Another IEP

by admin on October 14, 2009
in down syndrome, education, inclusion, parenting

Amelia’s school has decided there will be a new IEP on  October 29th.  This is good, but I’m never.  My last IEP was a failure (for Zoe), and I don’t know if I can bring the advocate in time.  I’m an ass; I should have called her sooner.

The fact is, I’m having doubts now about our decision to put her in this school.  I have to think, what do I want for Amelia?  I think I can answer these questions.  I want her to have the basics of reading down by years’ end.  I want her to be able to regularly do homework.  I want her to be able to count, understanding the 1-to-1 ration and have a better grip on numbers.

If the school doesn’t have the resources for this, maybe this was a mistake. Maybe instructional learning at the regular school was the best thing.  Is she getting anything from daily hikes, weekly trips to the pond?  I’m not sure.  How can I learn this when she won’t talk to me?

I did a DUMBASS thing too. I missed putting her name & info in the class directory.  I’m pretty upset by this because it means she won’t be on lists, like for birthdays and such, and she can’t invite anyone either. I only had a small window and I set a popup reminder but I put it off and blew it.

I wish I didn’t have this lack of security about it all.  I still have other things to teach her (responsibility, potty training, faith), but I feel like I’m drowning, especially since I’m terrible at teaching the academics.  There is WAY too much going on right now and Zoe is taking up a lot of my resources as well.

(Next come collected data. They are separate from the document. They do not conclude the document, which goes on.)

//! Per-word probability that a user already knows a word, and the article-level
//! estimates built from it.
//!
//! Each word starts from a prior set by its level, frequency and script, then
//! the user's history with the word shifts the odds.

use std::collections::HashMap;

use chrono::{DateTime, Utc};
use itertools::Itertools;
use language_utils::script::{has_kanji, is_katakana_only};
use language_utils::{JlptLevel, Language, Token};
use serde::{Deserialize, Serialize};

const UNLEVELED_PRIOR: f64 = 0.40;
const UNRANKED_FREQUENCY_FACTOR: f64 = 0.80;

/// (highest rank, factor). Ranks past the last entry use [`RARE_FREQUENCY_FACTOR`].
const FREQUENCY_FACTORS: &[(u32, f64)] = &[
    (500, 1.3),
    (1000, 1.2),
    (3000, 1.1),
    (5000, 1.0),
    (10_000, 0.85),
    (15_000, 0.70),
];
const RARE_FREQUENCY_FACTOR: f64 = 0.55;

/// Days until an unreviewed word drops to 1/e retention.
const BASE_STABILITY_DAYS: f64 = 5.0;
const STABILITY_GROWTH: f64 = 0.5;

fn level_prior(level: Option<JlptLevel>) -> f64 {
    match level {
        Some(JlptLevel::N5) => 0.92,
        Some(JlptLevel::N4) => 0.82,
        Some(JlptLevel::N3) => 0.60,
        Some(JlptLevel::N2) => 0.35,
        Some(JlptLevel::N1) => 0.18,
        None => UNLEVELED_PRIOR,
    }
}

fn frequency_factor(rank: Option<u32>) -> f64 {
    match rank.filter(|rank| *rank > 0) {
        None => UNRANKED_FREQUENCY_FACTOR,
        Some(rank) => FREQUENCY_FACTORS
            .iter()
            .find(|(max_rank, _)| rank <= *max_rank)
            .map_or(RARE_FREQUENCY_FACTOR, |(_, factor)| *factor),
    }
}

#[derive(Debug, Clone, PartialEq, Serialize, Deserialize, schemars::JsonSchema)]
pub struct WordFeatures {
    pub surface: String,
    pub level: Option<JlptLevel>,
    pub frequency_rank: Option<u32>,
    pub is_kanji: bool,
    /// Written entirely in katakana.
    pub is_loanword: bool,
    /// In characters.
    pub length: usize,
}

impl WordFeatures {
    pub fn new(surface: &str, level: Option<JlptLevel>, frequency_rank: Option<u32>) -> Self {
        Self {
            surface: surface.to_string(),
            level,
            frequency_rank,
            is_kanji: has_kanji(surface),
            is_loanword: is_katakana_only(surface),
            length: surface.chars().count(),
        }
    }

    pub fn from_token(token: &Token, frequency_rank: Option<u32>) -> Self {
        let level = token.proficiency_label.and_then(|label| label.jlpt());
        Self::new(&token.surface, level, frequency_rank)
    }
}

/// A user's history with one word.
#[derive(Debug, Clone, Default, PartialEq, Serialize, Deserialize, schemars::JsonSchema)]
pub struct WordEvidence {
    #[serde(default)]
    pub marked_unknown: bool,
    #[serde(default)]
    pub marked_at: Option<DateTime<Utc>>,
    #[serde(default)]
    pub exposure_count: u32,
    #[serde(default)]
    pub not_marked_count: u32,
    #[serde(default)]
    pub first_seen_at: Option<DateTime<Utc>>,
    #[serde(default)]
    pub last_seen_at: Option<DateTime<Utc>>,
}

#[derive(
    Debug,
    Clone,
    Copy,
    PartialEq,
    Eq,
    Serialize,
    Deserialize,
    schemars::JsonSchema,
    parse_display::Display,
)]
#[display(style = "snake_case")]
#[serde(rename_all = "snake_case")]
pub enum Confidence {
    High,
    Medium,
    Low,
}

#[derive(Debug, Clone, PartialEq, Serialize, Deserialize, schemars::JsonSchema)]
pub struct WordPrediction {
    pub word: String,
    pub known_probability: f64,
    pub confidence: Confidence,
    pub level_factor: f64,
    pub frequency_factor: f64,
    pub evidence_factor: f64,
}

/// P(known) before looking at the user's history with the word.
pub fn prior(word: &WordFeatures, native_language: Option<Language>) -> f64 {
    let mut prior = level_prior(word.level) * frequency_factor(word.frequency_rank);

    match native_language {
        Some(Language::Chinese) if word.is_kanji => prior = (prior + 0.12).min(1.0),
        Some(Language::English) if word.is_loanword => prior = (prior + 0.08).min(1.0),
        _ => {}
    }

    if word.length == 1 {
        prior = (prior + 0.10).min(1.0);
    } else if word.length >= 5 {
        prior = (prior - 0.05).max(0.0);
    }

    prior.clamp(0.01, 0.99)
}

fn days_between(earlier: DateTime<Utc>, now: DateTime<Utc>) -> f64 {
    (now - earlier).num_seconds().max(0) as f64 / 86_400.0
}

/// Multiplier on the prior odds from the user's history.
///
/// Marking a word unknown is strong evidence that fades over a month, and
/// later unmarked sightings recover it. Unmarked exposures raise the odds with
/// diminishing returns, damped by a forgetting curve whose stability grows with
/// each exposure.
pub fn likelihood(evidence: Option<&WordEvidence>, now: DateTime<Utc>) -> f64 {
    let Some(evidence) = evidence else {
        return 1.0;
    };

    if evidence.marked_unknown {
        let days = evidence
            .marked_at
            .map_or(0.0, |marked_at| days_between(marked_at, now));
        let seen_since = evidence.not_marked_count as f64;
        return if days < 1.0 {
            0.10
        } else if days < 7.0 {
            0.15
        } else if days < 30.0 {
            0.25 + (seen_since * 0.1).min(0.5)
        } else {
            0.40 + (seen_since * 0.15).min(0.6)
        };
    }

    if evidence.exposure_count == 0 {
        return 1.0;
    }

    let exposures = evidence.exposure_count as f64;
    let exposure_factor = 1.0 + (exposures + 1.0).ln() * 0.4;
    let stability =
        BASE_STABILITY_DAYS * (1.0 + STABILITY_GROWTH).powi(evidence.exposure_count.min(10) as i32);
    let days = evidence
        .last_seen_at
        .or(evidence.first_seen_at)
        .map_or(0.0, |seen| days_between(seen, now));
    let retention = (-days / stability).exp();
    // Having seen a word at all leaves some trace
    let smoothed_retention = 0.4 + 0.6 * retention;

    1.0 + (exposure_factor - 1.0) * smoothed_retention
}

pub fn predict_word(
    word: &WordFeatures,
    native_language: Option<Language>,
    evidence: Option<&WordEvidence>,
    now: DateTime<Utc>,
) -> WordPrediction {
    let prior = prior(word, native_language);
    let likelihood = likelihood(evidence, now);

    let posterior_odds = prior / (1.0 - prior) * likelihood;
    let known_probability = (posterior_odds / (1.0 + posterior_odds)).clamp(0.01, 0.99);

    let confidence = match evidence {
        Some(evidence) if evidence.marked_unknown || evidence.exposure_count >= 3 => {
            Confidence::High
        }
        Some(evidence) if evidence.exposure_count >= 1 => Confidence::Medium,
        Some(_) => Confidence::Low,
        None => match word.frequency_rank {
            Some(rank) if rank > 0 && rank <= 3000 => Confidence::Medium,
            _ => Confidence::Low,
        },
    };

    WordPrediction {
        word: word.surface.clone(),
        known_probability,
        confidence,
        level_factor: level_prior(word.level),
        frequency_factor: frequency_factor(word.frequency_rank),
        evidence_factor: likelihood,
    }
}

#[derive(Debug, Clone, PartialEq, Serialize, Deserialize, schemars::JsonSchema)]
pub struct ArticlePrediction {
    pub predictions: Vec<WordPrediction>,
    pub expected_unknown_count: f64,
    pub predicted_unknown_rate: f64,
    /// Words the user very likely does not know, on solid evidence.
    pub high_confidence_unknown: Vec<String>,
    /// Words with a middling prediction and little evidence either way.
    pub uncertain_words: Vec<String>,
}

/// Predicts each distinct content word of an analyzed item. Evidence is looked
/// up by surface form, then by lemma. Proper nouns are skipped.
pub fn predict_article(
    tokens: &[Token],
    native_language: Option<Language>,
    evidence: &HashMap<String, WordEvidence>,
    frequency_ranks: &HashMap<String, u32>,
    now: DateTime<Utc>,
) -> ArticlePrediction {
    let predictions: Vec<WordPrediction> = tokens
        .iter()
        .filter(|token| token.is_content_word && !token.is_proper_noun)
        .unique_by(|token| token.surface.as_str())
        .map(|token| {
            let rank = frequency_ranks
                .get(&token.surface)
                .or_else(|| frequency_ranks.get(&token.lemma))
                .copied();
            let features = WordFeatures::from_token(token, rank);
            let history = evidence
                .get(&token.surface)
                .or_else(|| evidence.get(&token.lemma));
            predict_word(&features, native_language, history, now)
        })
        .collect();

    let expected_unknown_count: f64 = predictions
        .iter()
        .map(|prediction| 1.0 - prediction.known_probability)
        .sum();
    let predicted_unknown_rate = if predictions.is_empty() {
        0.0
    } else {
        expected_unknown_count / predictions.len() as f64
    };

    let high_confidence_unknown = predictions
        .iter()
        .filter(|p| p.known_probability < 0.3 && p.confidence == Confidence::High)
        .map(|p| p.word.clone())
        .collect();
    let uncertain_words = predictions
        .iter()
        .filter(|p| {
            p.confidence == Confidence::Low && p.known_probability > 0.3 && p.known_probability < 0.7
        })
        .map(|p| p.word.clone())
        .collect();

    ArticlePrediction {
        predictions,
        expected_unknown_count,
        predicted_unknown_rate,
        high_confidence_unknown,
        uncertain_words,
    }
}

#[derive(
    Debug,
    Clone,
    Copy,
    PartialEq,
    Eq,
    Serialize,
    Deserialize,
    schemars::JsonSchema,
    parse_display::Display,
)]
#[display(style = "snake_case")]
#[serde(rename_all = "snake_case")]
pub enum AudienceTier {
    Beginner,
    Intermediate,
    Advanced,
    Proficient,
}

/// Difficulty on the 1.0 to 6.0 item scale.
#[derive(Debug, Clone, PartialEq, Serialize, Deserialize, schemars::JsonSchema)]
pub struct ArticleDifficulty {
    pub vocab_difficulty: f64,
    pub grammar_difficulty: f64,
    pub overall_difficulty: f64,
    /// Share of predictions backed by strong evidence.
    pub confidence: f64,
    pub audience: AudienceTier,
}

/// Piecewise map from predicted unknown rate to difficulty: 0-2% is 1.0,
/// 5% is 2.0, 15% is 3.5, 30% is 5.0, capped at 6.0.
fn vocab_difficulty(unknown_rate: f64) -> f64 {
    if unknown_rate < 0.02 {
        1.0
    } else if unknown_rate < 0.05 {
        1.0 + (unknown_rate - 0.02) / 0.03
    } else if unknown_rate < 0.15 {
        2.0 + (unknown_rate - 0.05) / 0.10 * 1.5
    } else if unknown_rate < 0.30 {
        3.5 + (unknown_rate - 0.15) / 0.15 * 1.5
    } else {
        (5.0 + (unknown_rate - 0.30) / 0.20).min(6.0)
    }
}

fn grammar_difficulty(level: Option<JlptLevel>) -> f64 {
    match level {
        Some(JlptLevel::N5) => 1.5,
        Some(JlptLevel::N4) => 2.5,
        Some(JlptLevel::N3) => 3.5,
        Some(JlptLevel::N2) => 4.5,
        Some(JlptLevel::N1) => 5.5,
        None => 3.0,
    }
}

/// Combines vocabulary and grammar difficulty 60/40.
pub fn article_difficulty(
    prediction: &ArticlePrediction,
    grammar_level: Option<JlptLevel>,
) -> ArticleDifficulty {
    let vocab_difficulty = vocab_difficulty(prediction.predicted_unknown_rate);
    let grammar_difficulty = grammar_difficulty(grammar_level);
    let overall_difficulty = 0.6 * vocab_difficulty + 0.4 * grammar_difficulty;

    let high = prediction
        .predictions
        .iter()
        .filter(|p| p.confidence == Confidence::High)
        .count();
    let confidence = if prediction.predictions.is_empty() {
        0.0
    } else {
        high as f64 / prediction.predictions.len() as f64
    };

    let audience = if overall_difficulty < 2.5 {
        AudienceTier::Beginner
    } else if overall_difficulty < 4.0 {
        AudienceTier::Intermediate
    } else if overall_difficulty < 5.0 {
        AudienceTier::Advanced
    } else {
        AudienceTier::Proficient
    };

    ArticleDifficulty {
        vocab_difficulty,
        grammar_difficulty,
        overall_difficulty,
        confidence,
        audience,
    }
}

As far as academics, look, I did this thing last week on our first math assignment.  I had to go over number bonds, which are tough for a kid who can’t really count. I was really creative on this though.  I put out 6 pretzels and cut out numbers for each (she gets a numberline just fine). Then I moved one number to the next row and on the back, wrote a corresponding number.  So item#6 became item#1 in the next row.  By the end, she sort of got it.  Great, Gina, that’s wonderful! you’re thinking.

Only it took EVERYTHING I had.  So by 5:45pm, I WAS DONE.  Yet this is the intense training she needs to get academics, which means I should do this daily.  How can I possibly do that?

If you have ideas, resources, tips, or anything, I’d appreciate.  Personally, I’m in need of a vacation, and I don’t mean I need to go some place warm. I mean I need some place kid-free.  Maybe husband-free too.  I’m completely burnt out, and Zoe getting up every night ain’t helped.

First School IEP, Oy

by admin on June 4, 2008
in education, inclusion

It’s scheduled for July 1st.  I got a “how can you not be available in June” tone when I told her I was going away this month and totally out of vacation.  The school psych eval has not even been mailed to me yet.  I have to cater to THEM it seems

I have an advocate contact, but it costs money.  Didn’t realize it was like hiring a lawyer. Chris doesn’t want to use them, but I think that laying all this on me in a few weeks WITH vacation in the middle is torture.  Haven’t even STARTED reading the laws, and this is her only IEP for 2 years.